Seragam itu berwarna abu-abu lusuh. Mungkin saking seringnya dipakai dicuci dipakai kemudian dicuci dan begitu seterusnya. Kemejanya pun tampak lubang disana-sini, namun terlihat juga beberapa diantaranya bekas tisikan kasar. Mungkin ia tidak memiliki istri, hingga ia menisiknya sendiri sebisa mungkin. Dan mungkin itulah hasil tisikan terbaiknya. Paling tidak mungkin begitulah menurutnya. Memang ini serba mungkin, karena aku hanya menerka-nerka saja.

Celana yang dipakai hanya sebatas panjang sampai beberapa senti di bawah lutut saja, keadaannya pun tak jauh beda dengan teman sepasangnya. Ia tampak terbiasa berjalan diantara bebatuan cadas itu tanpa alas kaki. Jangan tanya bagaimana aku, sama sekali belum terpikir untuk mencobanya. Jangankan bertelanjang kaki,pakai sandal karet saja masih terasa tajamnya bebatuan itu hingga ke dalam. Tapi mungkin aku akan mencobanya lain waktu. Ya..ya..aku memang akan mencobanya nanti. Gembala itu memakai tutup kepala yang juga lusuh namun tampak sangat familiar untukku. Ah ya! aku ingat aku pernah memilikinya beberapa kali pada saat aku duduk di bangku sekolah dasar. Aku mengernyit pahit, entah mengapa, melihat penggembala itu seketika dadaku terasa begitu sesak. Ia menoleh ke arahku!

Aku terhenyak dengan sejuta pikir menyertai aku.
Apakah ia tahu kalau aku mengamatinya?
Atau jangan-jangan ia bisa tahu jalan pikiran orang termasuk aku?
Atau...

Ia tetap melihat ke arahku, dan aku memberanikan diri untuk tetap melihatnya.

Sedetik kemudian ia tersenyum dan melambai ke arahku. Tongkat gembalanya terangkat pula mengikuti lambaian tangannya. Setengah berteriak ia berkata-kata yang sepertinya ditujukan kepadaku karena memang tak ada orang lain disitu selain aku dan gembala tua itu. Kecuali ia memiliki kemampuan untuk berbicara pada sapi-sapi peliharaannya itu. Tapi tidak! Ia memang berkata padaku, "ACEM!!"(**), begitu katanya. Dan aku membalasnya dengan lambaian dan kata-kata yang sama. Aneh, serta merta sesak itu hilang...

Gembala tua itu kemudian berlalu mengikuti jejak rombongan di depannya. Menuju padang rumput sebelah yang sepertinya sudah tak sabar lagi ingin dijenguknya.

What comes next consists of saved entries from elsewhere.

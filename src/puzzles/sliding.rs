/*
sliding.rs

Copyright 2025 Hervé Quatremain

This file is part of Escaperoom.

Escaperoom is free software: you can redistribute it and/or modify it under the
terms of the GNU General Public License as published by the Free Software
Foundation, either version 3 of the License, or (at your option) any later
version.

Escaperoom is distributed in the hope that it will be useful, but WITHOUT ANY
WARRANTY; without even the implied warranty of MERCHANTABILITY or FITNESS FOR
A PARTICULAR PURPOSE. See the GNU General Public License for more details.

You should have received a copy of the GNU General Public License along with
Escaperoom. If not, see <https://www.gnu.org/licenses/>.

SPDX-License-Identifier: GPL-3.0-or-later
*/

//! Sliding tile puzzle.
//!
//! The grid holds the values `0..grid_size²` in row-major order, `0` being the blank.
//! The player selects a tile next to the blank (no diagonals) and the tile slides into the blank.
//! The puzzle is solved when the tiles read `1, 2, ..., grid_size² - 1` with the blank last.

use log::debug;

use super::{Puzzle, PuzzleError, PuzzleKind};
use crate::generator::sliding::SlidingGenerator;

/// Sliding puzzle state.
#[derive(Debug, Clone)]
pub struct Sliding {
    /// Number of rows (and columns).
    grid_size: usize,

    /// Tile values in row-major order.
    tiles: Vec<usize>,

    /// Row and column of the blank.
    blank: (usize, usize),

    /// Number of tiles the player moved.
    move_count: i64,
}

impl Sliding {
    /// Create a [`Sliding`] object with a random layout that can be solved.
    pub fn new(grid_size: usize) -> Result<Self, PuzzleError> {
        let mut generator: SlidingGenerator =
            SlidingGenerator::new(grid_size).map_err(|_| PuzzleError::InvalidGridSize)?;
        Self::from_layout(grid_size, generator.generate())
    }

    /// Create a [`Sliding`] object from a given row-major layout.
    ///
    /// The layout is not checked for solvability.
    pub fn from_layout(grid_size: usize, tiles: Vec<usize>) -> Result<Self, PuzzleError> {
        if grid_size == 0 {
            return Err(PuzzleError::InvalidGridSize);
        }
        let cells: usize = grid_size * grid_size;
        let mut seen: Vec<bool> = vec![false; cells];
        if tiles.len() != cells {
            return Err(PuzzleError::InvalidLayout(cells));
        }
        for t in &tiles {
            if *t >= cells || seen[*t] {
                return Err(PuzzleError::InvalidLayout(cells));
            }
            seen[*t] = true;
        }

        let blank_index: usize = tiles
            .iter()
            .position(|t| *t == 0)
            .ok_or(PuzzleError::InvalidLayout(cells))?;

        Ok(Self {
            grid_size,
            tiles,
            blank: (blank_index / grid_size, blank_index % grid_size),
            move_count: 0,
        })
    }

    /// Number of rows (and columns).
    pub fn grid_size(&self) -> usize {
        self.grid_size
    }

    #[cfg(test)]
    pub fn tiles(&self) -> &[usize] {
        &self.tiles
    }

    /// Value of the tile at the given position, or None if outside the grid.
    pub fn tile(&self, row: usize, col: usize) -> Option<usize> {
        if row >= self.grid_size || col >= self.grid_size {
            return None;
        }
        Some(self.tiles[row * self.grid_size + col])
    }

    /// Whether the tile at the given position shares an edge with the blank.
    fn is_adjacent_to_blank(&self, row: usize, col: usize) -> bool {
        let (blank_row, blank_col) = self.blank;
        (blank_row.abs_diff(row) == 1 && blank_col == col)
            || (blank_col.abs_diff(col) == 1 && blank_row == row)
    }

    /// Slide the tile at the given position into the blank.
    ///
    /// Return whether the tile moved. Selecting the blank, a tile that is not next to the blank,
    /// or any tile once the puzzle is solved does nothing.
    ///
    /// # Errors
    ///
    /// The method returns [`PuzzleError::OutOfBounds`] if the position is outside the grid.
    pub fn try_select_tile(&mut self, row: usize, col: usize) -> Result<bool, PuzzleError> {
        if row >= self.grid_size || col >= self.grid_size {
            return Err(PuzzleError::OutOfBounds { row, col });
        }
        if self.is_solved() || !self.is_adjacent_to_blank(row, col) {
            return Ok(false);
        }

        let (blank_row, blank_col) = self.blank;
        self.tiles.swap(
            blank_row * self.grid_size + blank_col,
            row * self.grid_size + col,
        );
        self.blank = (row, col);
        self.move_count += 1;
        debug!("Sliding: tile at ({row}, {col}) moved, {} move(s)", self.move_count);
        Ok(true)
    }
}

impl Puzzle for Sliding {
    fn kind(&self) -> PuzzleKind {
        PuzzleKind::Sliding
    }

    fn is_solved(&self) -> bool {
        let last: usize = self.tiles.len() - 1;
        self.tiles[..last]
            .iter()
            .enumerate()
            .all(|(i, t)| *t == i + 1)
    }

    fn move_count(&self) -> i64 {
        self.move_count
    }
}

#[cfg(test)]
mod tests {
    use super::*;

    #[test]
    fn random_layout_is_a_full_permutation() {
        let sliding: Sliding = Sliding::new(3).unwrap();
        let mut sorted: Vec<usize> = sliding.tiles().to_vec();
        sorted.sort_unstable();
        assert_eq!(sorted, (0..9).collect::<Vec<usize>>());
        assert_eq!(sliding.move_count(), 0);
    }

    #[test]
    fn invalid_layouts_are_rejected() {
        assert_eq!(
            Sliding::from_layout(0, vec![]).err(),
            Some(PuzzleError::InvalidGridSize)
        );
        assert_eq!(
            Sliding::from_layout(2, vec![0, 1, 2]).err(),
            Some(PuzzleError::InvalidLayout(4))
        );
        assert_eq!(
            Sliding::from_layout(2, vec![0, 1, 1, 3]).err(),
            Some(PuzzleError::InvalidLayout(4))
        );
        assert_eq!(
            Sliding::from_layout(2, vec![0, 1, 2, 4]).err(),
            Some(PuzzleError::InvalidLayout(4))
        );
    }

    #[test]
    fn only_tiles_next_to_the_blank_move() {
        let mut sliding: Sliding =
            Sliding::from_layout(3, vec![1, 2, 3, 4, 5, 6, 7, 0, 8]).unwrap();

        // Diagonal and far tiles do not move
        assert!(!sliding.try_select_tile(1, 0).unwrap());
        assert!(!sliding.try_select_tile(0, 1).unwrap());
        // The blank itself does not move
        assert!(!sliding.try_select_tile(2, 1).unwrap());
        assert_eq!(sliding.move_count(), 0);

        assert!(sliding.try_select_tile(2, 2).unwrap());
        assert_eq!(sliding.tiles(), &[1, 2, 3, 4, 5, 6, 7, 8, 0]);
        assert_eq!(sliding.move_count(), 1);
        assert!(sliding.is_solved());
    }

    #[test]
    fn solved_puzzle_ignores_selection() {
        let mut sliding: Sliding = Sliding::from_layout(2, vec![1, 2, 3, 0]).unwrap();
        assert!(sliding.is_solved());
        assert!(!sliding.try_select_tile(1, 0).unwrap());
        assert_eq!(sliding.tiles(), &[1, 2, 3, 0]);
        assert_eq!(sliding.move_count(), 0);
    }

    #[test]
    fn out_of_bounds_selection_is_an_error() {
        let mut sliding: Sliding = Sliding::from_layout(2, vec![1, 0, 3, 2]).unwrap();
        assert_eq!(
            sliding.try_select_tile(2, 0),
            Err(PuzzleError::OutOfBounds { row: 2, col: 0 })
        );
        assert_eq!(sliding.tile(5, 5), None);
        assert_eq!(sliding.tile(0, 1), Some(0));
    }

    #[test]
    fn single_cell_grid_is_solved() {
        let sliding: Sliding = Sliding::new(1).unwrap();
        assert!(sliding.is_solved());
    }

    #[test]
    fn moves_count_up_and_down_the_grid() {
        let mut sliding: Sliding =
            Sliding::from_layout(3, vec![1, 2, 3, 4, 5, 6, 0, 7, 8]).unwrap();
        assert!(!sliding.is_solved());
        assert!(sliding.try_select_tile(2, 1).unwrap());
        // Move 5 down and back up
        assert!(sliding.try_select_tile(1, 1).unwrap());
        assert_eq!(sliding.tiles(), &[1, 2, 3, 4, 0, 6, 7, 5, 8]);
        assert!(sliding.try_select_tile(2, 1).unwrap());
        assert!(sliding.try_select_tile(2, 2).unwrap());
        assert!(sliding.is_solved());
        assert_eq!(sliding.move_count(), 4);
    }
}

Setelahnya, banyak lagi rombongan dan gembala lain menyusul merumput di tempat yang sama. Tapi entahlah, hanya gembala tua yang menyapaku itu yang sungguh menarik perhatianku. Aku pun tidak tahu alasannya. Yang jelas, setelah ia berlalu aku tak lagi meluangkan waktu untuk melihat gembala yang lain.

Aku tetap duduk di sudut sana itu. Matahari semakin miring ke barat. Peraduan tempat dimana memang seharusnya ia berada. Angin tetap mendesir berbisik. Gemerisik ilalang tetap berdengung di telingaku.

Aku memejamkan mata...

Kemudian aku tahu, esok aku akan kembali duduk di sudut sana itu.


Catatan:
(*) Cemo adalah sebutan untuk orang-orang putra daerah di Papua. Sebutan ini populer di kalangan pendatang.
(**) "ACEM" memiliki arti "SELAMAT", kata ini diambil dari bahasa suku Atam dari pegunungan Arfak.